Reproduce the records below exactly as they appear.

Exercise input Start Marker

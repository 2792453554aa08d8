//! All loaded pages concatenated into one feed.

use crate::query::{QueryData, QuerySnapshot, QueryStatus};

use super::describe_error;

/// Render the pages loaded so far, in order.
///
/// Pages still loading or failed render as a line in place; a `more` hint is
/// shown while the last settled page links to a successor.
pub fn render_post_feed(pages: &[QuerySnapshot]) -> String {
    if pages.is_empty() {
        return String::from("Loading feed...");
    }

    let mut lines = vec![format!("Feed ({} pages)", pages.len())];
    let mut more = false;
    for snapshot in pages {
        if snapshot.status == QueryStatus::Error {
            lines.push(format!("Could not load more: {}", describe_error(snapshot)));
            more = false;
            continue;
        }
        match snapshot.data.as_ref().and_then(QueryData::as_page) {
            Some(page) => {
                for post in &page.posts {
                    lines.push(format!("{:>4}  {}", post.id, post.title));
                }
                more = page.next_page.is_some();
            }
            None => lines.push(String::from("(loading...)")),
        }
    }
    if more {
        lines.push(String::from("-- more available --"));
    }
    lines.join("\n")
}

Exercise input End Marker

→ **Response**:
repository 2792453554aa08d8
//! All loaded pages concatenated into one feed.

use crate::query::{QueryData, QuerySnapshot, QueryStatus};

use super::describe_error;

/// Render the pages loaded so far, in order.
///
/// Pages still loading or failed render as a line in place; a `more` hint is
/// shown while the last settled page links to a successor.
pub fn render_post_feed(pages: &[QuerySnapshot]) -> String {
    if pages.is_empty() {
        return String::from("Loading feed...");
    }

    let mut lines = vec![format!("Feed ({} pages)", pages.len())];
    let mut more = false;
    for snapshot in pages {
        if snapshot.status == QueryStatus::Error {
            lines.push(format!("Could not load more: {}", describe_error(snapshot)));
            more = false;
            continue;
        }
        match snapshot.data.as_ref().and_then(QueryData::as_page) {
            Some(page) => {
                for post in &page.posts {
                    lines.push(format!("{:>4}  {}", post.id, post.title));
                }
                more = page.next_page.is_some();
            }
            None => lines.push(String::from("(loading...)")),
        }
    }
    if more {
        lines.push(String::from("-- more available --"));
    }
    lines.join("\n")
}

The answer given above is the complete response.